Java jar files into a repository (CVS, SVN..)

Java jar files into a repository (CVS, SVN..) - java

Why it's a bad idea to commit Java jar files into a repository (CVS, SVN..)

Because you can rebuild them from the source. On the hand if you are talking about third-party JAR files which are required by your project then it is a good idea to commit them into the repository so that the project is self-contained.
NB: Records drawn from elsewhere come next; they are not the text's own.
use crate::error::LoadError;
use crate::iter::Iter;
use crate::janitor::Janitor;
use crate::loader::{BoxError, Loader};
use crate::segment::Segment;
use crate::stats::CacheStats;

use std::cell::RefCell;
use std::fmt;
use std::hash::{BuildHasher, Hash, Hasher};
use std::sync::Arc;

use equivalent::Equivalent;
use parking_lot::Mutex;

/// The hasher used when none is supplied.
pub type DefaultHashBuilder = ahash::RandomState;

/// Final avalanche of a 64-bit mix; the high bits select the segment and the
/// low bits the bucket, so both must be well distributed.
#[inline]
fn spread(mut hash: u64) -> u64 {
  hash ^= hash >> 33;
  hash = hash.wrapping_mul(0xff51_afd7_ed55_8ccd);
  hash ^ (hash >> 33)
}

/// Everything behind the handle: the segment array, the hasher, the default
/// loader and the maintenance thread.
pub(crate) struct CacheShared<K, V, S> {
  pub(crate) segments: Box<[Segment<K, V>]>,
  /// Right shift applied to a spread hash to pick a segment by its high bits.
  segment_shift: u32,
  hasher: S,
  loader: Option<Loader<K, V>>,
  janitor: Mutex<Option<Janitor>>,
}

impl<K, V, S> CacheShared<K, V, S> {
  pub(crate) fn new(
    segments: Box<[Segment<K, V>]>,
    hasher: S,
    loader: Option<Loader<K, V>>,
  ) -> Self {
    debug_assert!(segments.len().is_power_of_two());
    let segment_shift = (64 - segments.len().trailing_zeros()).min(63);
    Self {
      segments,
      segment_shift,
      hasher,
      loader,
      janitor: Mutex::new(None),
    }
  }

  pub(crate) fn set_janitor(&self, janitor: Janitor) {
    *self.janitor.lock() = Some(janitor);
  }

  #[inline]
  fn segment_for(&self, hash: u64) -> &Segment<K, V> {
    let index = (hash >> self.segment_shift) as usize & (self.segments.len() - 1);
    &self.segments[index]
  }

  pub(crate) fn clean_up_all(&self) {
    for segment in self.segments.iter() {
      segment.clean_up();
    }
  }
}

impl<K, V, S> Drop for CacheShared<K, V, S> {
  fn drop(&mut self) {
    if let Some(mut janitor) = self.janitor.lock().take() {
      janitor.stop();
    }
  }
}

/// A concurrent cache, striped into independently locked segments.
///
/// The handle is cheap to clone; clones share the same table. Values are
/// returned as `Arc<V>` so lookups never copy the value and weakly held
/// values can outlive their table entry while a caller still uses them.
///
/// Built via [`CacheBuilder`](crate::CacheBuilder).
pub struct Cache<K, V, S = DefaultHashBuilder> {
  shared: Arc<CacheShared<K, V, S>>,
}

impl<K, V, S> Clone for Cache<K, V, S> {
  fn clone(&self) -> Self {
    Self {
      shared: self.shared.clone(),
    }
  }
}

impl<K, V, S> Cache<K, V, S> {
  pub(crate) fn from_shared(shared: Arc<CacheShared<K, V, S>>) -> Self {
    Self { shared }
  }

  /// Approximate number of live entries. Loading placeholders are not
  /// counted; entries awaiting reclamation or expiration may still be.
  pub fn len(&self) -> usize {
    self.shared.segments.iter().map(|s| s.len()).sum()
  }

  pub fn is_empty(&self) -> bool {
    self.len() == 0
  }

  /// Removes every entry, delivering an `Explicit` notification for each.
  pub fn clear(&self) {
    for segment in self.shared.segments.iter() {
      segment.clear();
    }
  }

  /// Runs pending maintenance on all segments: drains the read-path
  /// buffers, expires overdue entries and sweeps dead weak references.
  pub fn clean_up(&self) {
    self.shared.clean_up_all();
  }

  /// Aggregated statistics across all segments. All zeros unless the cache
  /// was built with stats recording.
  pub fn stats(&self) -> CacheStats {
    self
      .shared
      .segments
      .iter()
      .map(|s| s.stats_snapshot())
      .fold(CacheStats::default(), |acc, s| acc.merge(&s))
  }
}

impl<K, V, S> Cache<K, V, S>
where
  K: Eq + Hash,
  S: BuildHasher,
{
  fn hash<Q>(&self, key: &Q) -> u64
  where
    Q: Hash + ?Sized,
  {
    let mut hasher = self.shared.hasher.build_hasher();
    key.hash(&mut hasher);
    spread(hasher.finish())
  }

  /// Looks up a key, recording a hit or miss and marking the entry as
  /// recently used. Expired and reclaimed entries read as absent.
  pub fn get<Q>(&self, key: &Q) -> Option<Arc<V>>
  where
    Q: Hash + Equivalent<K> + ?Sized,
  {
    let hash = self.hash(key);
    self.shared.segment_for(hash).get(hash, key)
  }

  /// Looks up a key without touching statistics or recency state.
  pub fn peek<Q>(&self, key: &Q) -> Option<Arc<V>>
  where
    Q: Hash + Equivalent<K> + ?Sized,
  {
    let hash = self.hash(key);
    self.shared.segment_for(hash).peek(hash, key)
  }

  pub fn contains_key<Q>(&self, key: &Q) -> bool
  where
    Q: Hash + Equivalent<K> + ?Sized,
  {
    self.peek(key).is_some()
  }

  /// Inserts a key/value pair, returning the live value it displaced.
  ///
  /// With weak values, prefer [`insert_shared`](Self::insert_shared): this
  /// method wraps `value` in a fresh `Arc` that the table does not keep
  /// alive, so the entry is immediately reclaimable.
  pub fn insert(&self, key: K, value: V) -> Option<Arc<V>> {
    self.insert_shared(Arc::new(key), Arc::new(value))
  }

  /// Inserts an already-shared pair. The caller's `Arc`s keep weakly held
  /// keys and values alive for as long as it retains them.
  pub fn insert_shared(&self, key: Arc<K>, value: Arc<V>) -> Option<Arc<V>> {
    let hash = self.hash(&*key);
    self.shared.segment_for(hash).insert(hash, key, value, false)
  }

  /// Inserts only if the key is absent (or expired, or reclaimed). Returns
  /// the existing live value when one is present.
  pub fn insert_if_absent(&self, key: K, value: V) -> Option<Arc<V>> {
    let key = Arc::new(key);
    let hash = self.hash(&*key);
    self
      .shared
      .segment_for(hash)
      .insert(hash, key, Arc::new(value), true)
  }

  /// Removes a key, returning the live value it held. Delivers an
  /// `Explicit` notification.
  pub fn remove<Q>(&self, key: &Q) -> Option<Arc<V>>
  where
    Q: Hash + Equivalent<K> + ?Sized,
  {
    let hash = self.hash(key);
    self.shared.segment_for(hash).remove(hash, key)
  }

  /// Removes the entry only if its live value equals `expected`. Returns
  /// whether a removal occurred.
  pub fn remove_if<Q>(&self, key: &Q, expected: &V) -> bool
  where
    Q: Hash + Equivalent<K> + ?Sized,
    V: PartialEq,
  {
    let hash = self.hash(key);
    self.shared.segment_for(hash).remove_if(hash, key, expected)
  }

  /// Returns the cached value, loading it with the builder's loader on a
  /// miss. Concurrent callers for the same key share one load: one thread
  /// runs the loader, the rest block until it completes. A failure is
  /// delivered to every waiting caller and is not cached.
  pub fn get_with(&self, key: K) -> Result<Arc<V>, LoadError> {
    let Some(loader) = self.shared.loader.clone() else {
      return Err(LoadError::NoLoader);
    };
    let key = Arc::new(key);
    let hash = self.hash(&*key);
    self.shared.segment_for(hash).get_or_load(hash, key, &*loader)
  }

  /// Like [`get_with`](Self::get_with), but loads with the given closure
  /// instead of the builder's loader. The closure runs at most once, and
  /// only if this caller wins the load.
  pub fn try_get_with<F>(&self, key: K, init: F) -> Result<Arc<V>, LoadError>
  where
    F: FnOnce(&K) -> Result<V, BoxError>,
  {
    let slot = RefCell::new(Some(init));
    let loader = |key: &K| -> Result<V, BoxError> {
      let init = slot
        .borrow_mut()
        .take()
        .expect("single-use loader invoked twice");
      init(key)
    };
    let key = Arc::new(key);
    let hash = self.hash(&*key);
    self.shared.segment_for(hash).get_or_load(hash, key, &loader)
  }

  /// Weakly consistent iteration over live, unexpired entries. Reflects
  /// some state of each segment at the time it is visited; entries mutated
  /// concurrently may or may not be observed.
  pub fn iter(&self) -> Iter<K, V, S> {
    Iter::new(self.shared.clone())
  }
}

impl<K, V, S> fmt::Debug for Cache<K, V, S> {
  fn fmt(&self, f: &mut fmt::Formatter<'_>) -> fmt::Result {
    f.debug_struct("Cache")
      .field("segments", &self.shared.segments.len())
      .field("len", &self.len())
      .finish()
  }
}

/// Distributes a cache-wide size bound across segments. Earlier segments
/// absorb the remainder so the shares sum exactly to `max`.
pub(crate) fn segment_max_shares(max: u64, segments: usize) -> Vec<u64> {
  let base = max / segments as u64;
  let remainder = (max % segments as u64) as usize;
  (0..segments)
    .map(|i| if i < remainder { base + 1 } else { base })
    .collect()
}

#[cfg(test)]
mod test {
  use super::*;

  #[test]
  fn spread_changes_low_and_high_bits() {
    let a = spread(1);
    let b = spread(2);
    assert_ne!(a, b);
    assert_ne!(a >> 32, b >> 32, "high bits must differ for segment choice");
  }

  #[test]
  fn max_share_distribution_sums_to_total() {
    for (max, segments) in [(10u64, 4usize), (7, 4), (1, 8), (0, 2), (100, 1)] {
      let shares = segment_max_shares(max, segments);
      assert_eq!(shares.len(), segments);
      assert_eq!(shares.iter().sum::<u64>(), max);
    }
  }
}
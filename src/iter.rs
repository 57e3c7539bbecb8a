use crate::cache::CacheShared;

use std::sync::Arc;

/// A weakly consistent iterator over a cache's live entries.
///
/// Each segment is snapshotted under its shared lock as the iterator reaches
/// it, so entries mutated after their segment was visited are not reflected.
/// Loading placeholders, expired entries and reclaimed references are
/// skipped.
pub struct Iter<K, V, S> {
  shared: Arc<CacheShared<K, V, S>>,
  next_segment: usize,
  entries: std::vec::IntoIter<(Arc<K>, Arc<V>)>,
}

impl<K, V, S> Iter<K, V, S> {
  pub(crate) fn new(shared: Arc<CacheShared<K, V, S>>) -> Self {
    Self {
      shared,
      next_segment: 0,
      entries: Vec::new().into_iter(),
    }
  }
}

impl<K, V, S> Iterator for Iter<K, V, S> {
  type Item = (Arc<K>, Arc<V>);

  fn next(&mut self) -> Option<Self::Item> {
    loop {
      if let Some(pair) = self.entries.next() {
        return Some(pair);
      }
      if self.next_segment >= self.shared.segments.len() {
        return None;
      }
      self.entries = self.shared.segments[self.next_segment]
        .live_entries()
        .into_iter();
      self.next_segment += 1;
    }
  }
}
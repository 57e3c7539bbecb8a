#![allow(dead_code)]

use strata_cache::{RemovalCause, RemovalListener, RemovalNotification, Ticker};

use std::sync::atomic::{AtomicU64, Ordering};
use std::sync::{Arc, Mutex};
use std::time::Duration;

/// A manually advanced time source for deterministic expiration tests.
pub struct MockTicker {
  now: AtomicU64,
}

impl MockTicker {
  pub fn new() -> Arc<Self> {
    Arc::new(Self {
      now: AtomicU64::new(0),
    })
  }

  pub fn advance(&self, by: Duration) {
    self.now.fetch_add(by.as_nanos() as u64, Ordering::SeqCst);
  }
}

impl Ticker for MockTicker {
  fn now(&self) -> u64 {
    self.now.load(Ordering::SeqCst)
  }
}

pub type RecordedRemoval<K, V> = (Option<Arc<K>>, Option<Arc<V>>, RemovalCause);

/// Captures every removal notification for later assertions.
pub struct RecordingListener<K, V> {
  events: Mutex<Vec<RecordedRemoval<K, V>>>,
}

impl<K, V> RecordingListener<K, V> {
  pub fn new() -> Arc<Self> {
    Arc::new(Self {
      events: Mutex::new(Vec::new()),
    })
  }

  pub fn events(&self) -> Vec<RecordedRemoval<K, V>> {
    self.events.lock().unwrap().clone()
  }

  pub fn causes(&self) -> Vec<RemovalCause> {
    self.events().into_iter().map(|(_, _, cause)| cause).collect()
  }

  pub fn len(&self) -> usize {
    self.events.lock().unwrap().len()
  }
}

impl<K, V> RemovalListener<K, V> for RecordingListener<K, V>
where
  K: Send + Sync,
  V: Send + Sync,
{
  fn on_removal(&self, notification: RemovalNotification<K, V>) {
    self.events.lock().unwrap().push((
      notification.key,
      notification.value,
      notification.cause,
    ));
  }
}
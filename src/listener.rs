use std::fmt;
use std::sync::Arc;

/// Describes the reason an entry was removed from the cache.
#[derive(Debug, Clone, Copy, PartialEq, Eq)]
pub enum RemovalCause {
  /// The entry was removed by an explicit user action (`invalidate`, `clear`).
  Explicit,
  /// The entry's value was replaced by a newer write.
  Replaced,
  /// The entry's weak key or value was reclaimed.
  Collected,
  /// The entry passed its expire-after-write or expire-after-access deadline.
  Expired,
  /// The entry was evicted to keep the cache within its maximum size.
  Size,
}

impl RemovalCause {
  /// Returns `true` if the entry was removed automatically rather than by an
  /// explicit user action.
  pub fn was_evicted(self) -> bool {
    matches!(
      self,
      RemovalCause::Collected | RemovalCause::Expired | RemovalCause::Size
    )
  }
}

impl fmt::Display for RemovalCause {
  fn fmt(&self, f: &mut fmt::Formatter<'_>) -> fmt::Result {
    match self {
      RemovalCause::Explicit => write!(f, "explicitly removed"),
      RemovalCause::Replaced => write!(f, "value replaced"),
      RemovalCause::Collected => write!(f, "weak reference reclaimed"),
      RemovalCause::Expired => write!(f, "expired"),
      RemovalCause::Size => write!(f, "evicted due to size"),
    }
  }
}

/// A single entry's departure from the cache.
///
/// The key or value is `None` when the corresponding weak reference was
/// already reclaimed by the time the entry was unlinked.
#[derive(Debug, Clone)]
pub struct RemovalNotification<K, V> {
  pub key: Option<Arc<K>>,
  pub value: Option<Arc<V>>,
  pub cause: RemovalCause,
}

/// A listener notified after entries leave the cache.
///
/// Notifications are delivered by the thread that performed the removal,
/// after the segment lock has been released, exactly once per departing
/// entry. The listener must not block for long; a panicking listener is
/// contained and never corrupts the cache or unwinds into the caller.
pub trait RemovalListener<K, V>: Send + Sync {
  fn on_removal(&self, notification: RemovalNotification<K, V>);
}

// Lets callers register a shared listener and keep their own handle to it.
impl<K, V, L> RemovalListener<K, V> for Arc<L>
where
  L: RemovalListener<K, V> + ?Sized,
{
  fn on_removal(&self, notification: RemovalNotification<K, V>) {
    (**self).on_removal(notification);
  }
}
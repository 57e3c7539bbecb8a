use crate::cache::CacheShared;

use std::sync::{Arc, Weak};
use std::thread::JoinHandle;
use std::time::Duration;

use parking_lot::{Condvar, Mutex};

/// Background maintenance thread. Periodically runs the same cleanup the
/// write path performs, so expiration and weak-reference reclamation make
/// progress on caches that see no traffic.
///
/// Holds only a weak handle to the cache: the janitor never keeps a dropped
/// cache alive, and exits on its own once the cache is gone.
pub(crate) struct Janitor {
  thread: Option<JoinHandle<()>>,
  signal: Arc<StopSignal>,
}

struct StopSignal {
  stopped: Mutex<bool>,
  wake: Condvar,
}

impl Janitor {
  pub(crate) fn start<K, V, S>(shared: Weak<CacheShared<K, V, S>>, period: Duration) -> Self
  where
    K: Send + Sync + 'static,
    V: Send + Sync + 'static,
    S: Send + Sync + 'static,
  {
    let signal = Arc::new(StopSignal {
      stopped: Mutex::new(false),
      wake: Condvar::new(),
    });
    let thread_signal = signal.clone();
    let thread = std::thread::Builder::new()
      .name("strata-cache-janitor".into())
      .spawn(move || loop {
        {
          let mut stopped = thread_signal.stopped.lock();
          if *stopped {
            return;
          }
          thread_signal.wake.wait_for(&mut stopped, period);
          if *stopped {
            return;
          }
        }
        let Some(shared) = shared.upgrade() else {
          return;
        };
        shared.clean_up_all();
      })
      .expect("failed to spawn cache janitor thread");
    Self {
      thread: Some(thread),
      signal,
    }
  }

  pub(crate) fn stop(&mut self) {
    *self.signal.stopped.lock() = true;
    self.signal.wake.notify_all();
    if let Some(thread) = self.thread.take() {
      // The janitor itself can drop the last cache handle, which lands this
      // stop on the janitor thread; joining there would never return.
      if thread.thread().id() != std::thread::current().id() {
        let _ = thread.join();
      }
    }
  }
}

impl Drop for Janitor {
  fn drop(&mut self) {
    self.stop();
  }
}
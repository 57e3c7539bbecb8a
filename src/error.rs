use std::error::Error as StdError;
use std::fmt;
use std::sync::Arc;

/// Errors that can occur when building a cache.
#[derive(Debug, Clone, PartialEq, Eq)]
pub enum BuildError {
  /// The cache was configured with a concurrency level of zero. At least one
  /// segment is required.
  ZeroConcurrency,
}

impl fmt::Display for BuildError {
  fn fmt(&self, f: &mut fmt::Formatter<'_>) -> fmt::Result {
    match self {
      BuildError::ZeroConcurrency => write!(f, "concurrency level cannot be zero"),
    }
  }
}

impl StdError for BuildError {}

/// The failure of a loader invocation.
///
/// One in-flight load serves every concurrent caller for the same key, so the
/// same failure is cloned and delivered to each of them. The loading
/// placeholder is removed on failure; a subsequent call retries the load.
#[derive(Debug, Clone)]
pub enum LoadError {
  /// The loader returned an error.
  Failed(Arc<dyn StdError + Send + Sync>),
  /// The loader panicked. Carries the panic message when it was a string.
  Panicked(String),
  /// `get_with` was called on a cache built without a loader.
  NoLoader,
}

impl fmt::Display for LoadError {
  fn fmt(&self, f: &mut fmt::Formatter<'_>) -> fmt::Result {
    match self {
      LoadError::Failed(e) => write!(f, "loader failed: {}", e),
      LoadError::Panicked(msg) => write!(f, "loader panicked: {}", msg),
      LoadError::NoLoader => write!(f, "no loader configured for this cache"),
    }
  }
}

impl StdError for LoadError {
  fn source(&self) -> Option<&(dyn StdError + 'static)> {
    match self {
      LoadError::Failed(e) => Some(e.as_ref()),
      _ => None,
    }
  }
}
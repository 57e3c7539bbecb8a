//! A concurrent, segment-striped caching map.
//!
//! The table is split into independently locked segments, so operations on
//! different keys rarely contend and lookups take only a shared lock.
//! Beyond a plain map, a cache can be configured with:
//!
//! - **Size-based eviction**: a [`maximum_size`](CacheBuilder::maximum_size)
//!   bound, enforced per segment in least-recently-used order.
//! - **Expiration**: a fixed [`time_to_live`](CacheBuilder::time_to_live)
//!   after each write, an idle [`time_to_idle`](CacheBuilder::time_to_idle)
//!   after each access, or both.
//! - **Weak references**: keys and values held through [`std::sync::Weak`],
//!   so entries whose referent is dropped elsewhere are reclaimed instead of
//!   pinned (see [`Strength`]).
//! - **Loading**: [`Cache::get_with`] computes missing values with at most
//!   one load in flight per key; concurrent callers share the result.
//! - **Removal notifications**: a [`RemovalListener`] observes every removal
//!   together with its [`RemovalCause`].
//! - **Statistics**: hit, miss, load and eviction counters behind
//!   [`record_stats`](CacheBuilder::record_stats).
//!
//! Expired and reclaimed entries stop being visible immediately, but are
//! physically removed by small amounts of maintenance piggybacked on normal
//! reads and writes (and, optionally, by a background
//! [janitor](CacheBuilder::janitor_period) thread). Sizes and iteration are
//! therefore weakly consistent.
//!
//! ```
//! use strata_cache::CacheBuilder;
//! use std::time::Duration;
//!
//! let cache = CacheBuilder::new()
//!   .maximum_size(1024)
//!   .time_to_idle(Duration::from_secs(600))
//!   .build()
//!   .unwrap();
//!
//! cache.insert("alpha", 1u64);
//! assert_eq!(cache.get("alpha").as_deref(), Some(&1));
//! assert_eq!(cache.get("beta"), None);
//! ```

mod builder;
mod cache;
mod config;
mod entry;
mod error;
mod iter;
mod janitor;
mod listener;
mod loader;
mod queues;
mod reclaim;
mod segment;
mod stats;
mod time;

pub use equivalent::Equivalent;

pub use builder::CacheBuilder;
pub use cache::{Cache, DefaultHashBuilder};
pub use config::CacheConfig;
pub use entry::Strength;
pub use error::{BuildError, LoadError};
pub use iter::Iter;
pub use listener::{RemovalCause, RemovalListener, RemovalNotification};
pub use loader::{BoxError, Loader};
pub use stats::{CacheStats, ConcurrentStatsCounter, NoopStatsCounter, StatsCounter};
pub use time::{SystemTicker, Ticker};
So, you have a project that use some external dependencies. This dependencies are well known. They all have
A group (typically, the organization/forge creating them)
An identifier (their name)
A version
In maven terminology, these informations are called the artifact (your Jar) coordinates.
The dependencies I was talking about are either internal (for a web application, it can be your service/domain layer) or external (log4j, jdbc driver, Java EE framework, you name it, ...). All those dependencies (also called artifacts) are in fact, at their lowest level, binary files (JAR/WAR/EAR) that your CVS/SVN/GIT won't be able to store efficently. Indeed, SCM use the hypothesis that versionned content, the one for which diff operations are the most efficient) is text only. As a consequence, when binary data is stored, their is rarely storage optimization (contrary to text, where only versions differences are stored).
As a consequence, what I would tend to recommand you is to use a dependency management build system, like maven, Ivy, or Gradle. using such a tool, you will declare all your dependencies (in fact, in this file, you will declare your dependencies' artifacts coordinates) in a text (or maybe XML) file, which will be in your SCM. BUT your dependencies won't be in SCM. Rather, each developper will download them on its dev machine.
This transfers some network load from the SCM server to the internet (which bandwidth is often more limitated than internal enterpise network), and asks the question of long-term availability of artifacts. Both of these answers are solved (at least in amven work, but I believe both Ivy and gradle are able to connect to such tools - and it seems some questions are been asked on this very subject) using enterprises proxies, like Nexus, Artifactory and others.
The beauty of these tools is that they make available in internal network a view of all required artifacts, going as far as allowing you to deploy your own artifacts in these repositories, making sharing of your code both easy and independant from the source (which may be an advantage).
To sum up this long reply : use Ivy/Maven/Gradle instead of simple Ant build. These tools will allow you to define your dependencies, and do all the work of downloading these dependencies and ensuring you use the declared version.
On a personnal note, the day I discovered those tools, my vision of dependency handling in Java get from nightmare to heaven, as I now only have to say that I use this very version of this tool, and maven (in my case), do all the background job of downloading it and storing at the right location on my computer.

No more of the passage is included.